Depois de a UNITA ter interposto junto da Câmara do Cível do Tribunal Supremo uma providência cautelar a solicitar a suspensão da eficácia do acto decisório do CSMJ, não há registo de que os juízes daquela Câmara tenham reunido para decidir sobre a questão e emitido o respectivo Acórdão.


A UNITA, por sua vez, não foi notificada de qualquer Acórdão. Não recebeu nenhum Ofício do Presidente do Tribunal Supremo sobre qualquer decisão tomada. 

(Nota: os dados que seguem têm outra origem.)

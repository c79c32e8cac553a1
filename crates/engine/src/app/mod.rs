mod input;
mod loop_runner;
mod metrics;
mod registry;
mod scene;
mod schedule;
mod tween;

pub use input::{ActionStates, InputAction, InputCollector, RawInputEvent};
pub use loop_runner::{run_headless, ExitReason, FrameDriver, FrameInput, HeadlessRun, LoopConfig};
pub use metrics::{LoopMetricsSnapshot, MetricsHandle};
pub use registry::{ComponentSet, EntityId, Registry, RegistryEvent, TypedComponent};
pub use scene::{InputSnapshot, Scene, SceneCommand, Vec2};
pub use schedule::{order_text, Schedule, ScheduleError};
pub use tween::{Easing, Lerp, Tween, TweenStep};
impl GameplaySystemContext<'_> {
    fn run_reconciler(&mut self) {
        while let Some(outcome) = self.state.batch.move_outcomes.pop_front() {
            self.resolve_outcome(outcome);
        }
        while let Some(outcome) = self.state.batch.delete_outcomes.pop_front() {
            self.resolve_outcome(outcome);
        }
        while let Some(outcome) = self.state.batch.text_outcomes.pop_front() {
            self.resolve_outcome(outcome);
        }
        while let Some(outcome) = self.state.batch.other_outcomes.pop_front() {
            match &outcome.status {
                OutcomeStatus::Succeeded => {
                    debug!(correlation_id = outcome.correlation_id, call = ?outcome.call, "transaction_confirmed");
                }
                OutcomeStatus::Failed { reason } => warn!(
                    correlation_id = outcome.correlation_id,
                    call = ?outcome.call,
                    reason = reason.as_str(),
                    "transaction_rejected"
                ),
            }
        }

        self.expire_pending_actions();
        self.flush_deferred_updates();
    }

    /// Records the action in the decor's pending slot and submits it.
    ///
    /// A slot that is already open keeps its baseline and takes over the new
    /// kind and correlation id.
    fn issue_action(&mut self, decor_id: u64, kind: PendingKind, call: TransactionCall) -> Option<u64> {
        let baseline = {
            let decor = self.decor(decor_id)?;
            PreActionState {
                position: decor.committed,
                text: decor.committed_text.clone(),
                interactive: decor.interactive,
            }
        };
        let correlation_id = self.submit(call);
        let tick = self.state.tick;
        match self.state.pending.get_mut(&decor_id) {
            Some(slot) => {
                debug!(
                    decor_id,
                    superseded = slot.correlation_id,
                    correlation_id,
                    "pending_action_superseded"
                );
                slot.kind = kind;
                slot.correlation_id = correlation_id;
                slot.issued_at_tick = tick;
            }
            None => {
                self.state.pending.insert(
                    decor_id,
                    PendingAction {
                        decor_id,
                        kind,
                        correlation_id,
                        pre_action: baseline,
                        issued_at_tick: tick,
                    },
                );
            }
        }
        info!(decor_id, kind = ?kind, correlation_id, "action_issued");
        Some(correlation_id)
    }

    fn resolve_outcome(&mut self, outcome: TransactionOutcome) {
        let Some(decor_id) = outcome.call.decor_id() else {
            return;
        };
        let Some(slot_correlation) = self
            .state
            .pending
            .get(&decor_id)
            .map(|slot| slot.correlation_id)
        else {
            debug!(decor_id, correlation_id = outcome.correlation_id, "outcome_unmatched");
            return;
        };

        if outcome.correlation_id == slot_correlation {
            let Some(slot) = self.state.pending.remove(&decor_id) else {
                return;
            };
            match &outcome.status {
                OutcomeStatus::Succeeded => self.commit_action(&slot, &outcome.call),
                OutcomeStatus::Failed { reason } => {
                    warn!(
                        decor_id,
                        kind = ?slot.kind,
                        correlation_id = outcome.correlation_id,
                        reason = reason.as_str(),
                        "action_rejected"
                    );
                    self.rollback_action(&slot);
                }
            }
        } else if outcome.correlation_id < slot_correlation {
            if outcome.is_success() {
                self.advance_baseline(decor_id, &outcome.call);
            } else {
                self.rollback_superseded(decor_id, &outcome);
            }
        } else {
            debug!(decor_id, correlation_id = outcome.correlation_id, "outcome_unmatched");
        }
    }

    fn commit_action(&mut self, slot: &PendingAction, call: &TransactionCall) {
        let grabbed = self.is_grabbed(slot.decor_id);
        match call {
            TransactionCall::MoveDecor { x, y, rot, .. } => {
                if let Some(decor) = self.decor_mut(slot.decor_id) {
                    decor.committed = Vec2::new(*x as f32, *y as f32);
                    decor.rot = *rot;
                    if !grabbed {
                        decor.predicted = decor.committed;
                    }
                    decor.predicted_text = decor.committed_text.clone();
                }
            }
            TransactionCall::DeleteDecor { .. } => {
                self.destroy_decor(slot.decor_id, "delete_confirmed");
            }
            TransactionCall::UpdateDecorText { text, .. } => {
                if let Some(decor) = self.decor_mut(slot.decor_id) {
                    decor.committed_text = Some(text.clone());
                    decor.predicted_text = Some(text.clone());
                    // The slot is closed: no other prediction may outlive it.
                    if !grabbed {
                        decor.predicted = decor.committed;
                    }
                }
            }
            _ => {}
        }
        info!(decor_id = slot.decor_id, kind = ?slot.kind, correlation_id = slot.correlation_id, "action_confirmed");
    }

    fn rollback_action(&mut self, slot: &PendingAction) {
        let grabbed = self.is_grabbed(slot.decor_id);
        if let Some(decor) = self.decor_mut(slot.decor_id) {
            if !grabbed {
                decor.predicted = slot.pre_action.position;
            }
            decor.predicted_text = slot.pre_action.text.clone();
            decor.interactive = slot.pre_action.interactive;
            info!(
                decor_id = slot.decor_id,
                kind = ?slot.kind,
                x = decor.predicted.x,
                y = decor.predicted.y,
                "action_rolled_back"
            );
        }
    }

    /// A failed older action restores the field it predicted, unless the
    /// slot's current action predicts that same field again.
    fn rollback_superseded(&mut self, decor_id: u64, outcome: &TransactionOutcome) {
        let failed_kind = match &outcome.call {
            TransactionCall::MoveDecor { .. } => PendingKind::Move,
            TransactionCall::UpdateDecorText { .. } => PendingKind::EditText,
            TransactionCall::DeleteDecor { .. } => PendingKind::Delete,
            _ => return,
        };
        let Some(slot) = self.state.pending.get(&decor_id) else {
            return;
        };
        if slot.kind == failed_kind {
            debug!(decor_id, correlation_id = outcome.correlation_id, "superseded_failure_dropped");
            return;
        }
        let pre_action = slot.pre_action.clone();
        let grabbed = self.is_grabbed(decor_id);
        let Some(decor) = self.decor_mut(decor_id) else {
            return;
        };
        match failed_kind {
            PendingKind::Move => {
                if !grabbed {
                    decor.predicted = pre_action.position;
                }
            }
            PendingKind::EditText => decor.predicted_text = pre_action.text,
            PendingKind::Delete => decor.interactive = pre_action.interactive,
        }
        warn!(
            decor_id,
            kind = ?failed_kind,
            correlation_id = outcome.correlation_id,
            "superseded_action_rolled_back"
        );
    }

    /// A confirmed older action moves the committed baseline without closing the slot.
    fn advance_baseline(&mut self, decor_id: u64, call: &TransactionCall) {
        match call {
            TransactionCall::MoveDecor { x, y, .. } => {
                let position = Vec2::new(*x as f32, *y as f32);
                if let Some(decor) = self.decor_mut(decor_id) {
                    decor.committed = position;
                }
                if let Some(slot) = self.state.pending.get_mut(&decor_id) {
                    slot.pre_action.position = position;
                }
            }
            TransactionCall::UpdateDecorText { text, .. } => {
                if let Some(decor) = self.decor_mut(decor_id) {
                    decor.committed_text = Some(text.clone());
                }
                if let Some(slot) = self.state.pending.get_mut(&decor_id) {
                    slot.pre_action.text = Some(text.clone());
                }
            }
            TransactionCall::DeleteDecor { .. } => {
                self.destroy_decor(decor_id, "delete_confirmed");
                return;
            }
            _ => return,
        }
        debug!(decor_id, "baseline_advanced");
    }

    fn expire_pending_actions(&mut self) {
        let timeout = self.config.pending_action_timeout_ticks;
        let tick = self.state.tick;
        let expired: Vec<u64> = self
            .state
            .pending
            .values()
            .filter(|slot| tick.saturating_sub(slot.issued_at_tick) >= timeout)
            .map(|slot| slot.decor_id)
            .collect();

        for decor_id in expired {
            let Some(slot) = self.state.pending.remove(&decor_id) else {
                continue;
            };
            warn!(
                decor_id,
                kind = ?slot.kind,
                correlation_id = slot.correlation_id,
                issued_at_tick = slot.issued_at_tick,
                "pending_action_timed_out"
            );
            self.rollback_action(&slot);
        }
    }
}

Todavia, surgiram relatos segundo os quais certas entidades interessadas na ilegalidade e na corrupção dos órgãos judiciais teriam informado o Senhor Presidente da Assembleia Nacional que todas as providências cautelares e outras reclamações já foram respondidas. Ao mesmo tempo, alguém do Tribunal Supremo, ou em seu nome, terá telefonado para a Secretaria Geral da UNITA, no decurso da semana, informando que já havia decisão do corpo de juízes do Tribunal e que deviam mandar alguém para “ir buscar”.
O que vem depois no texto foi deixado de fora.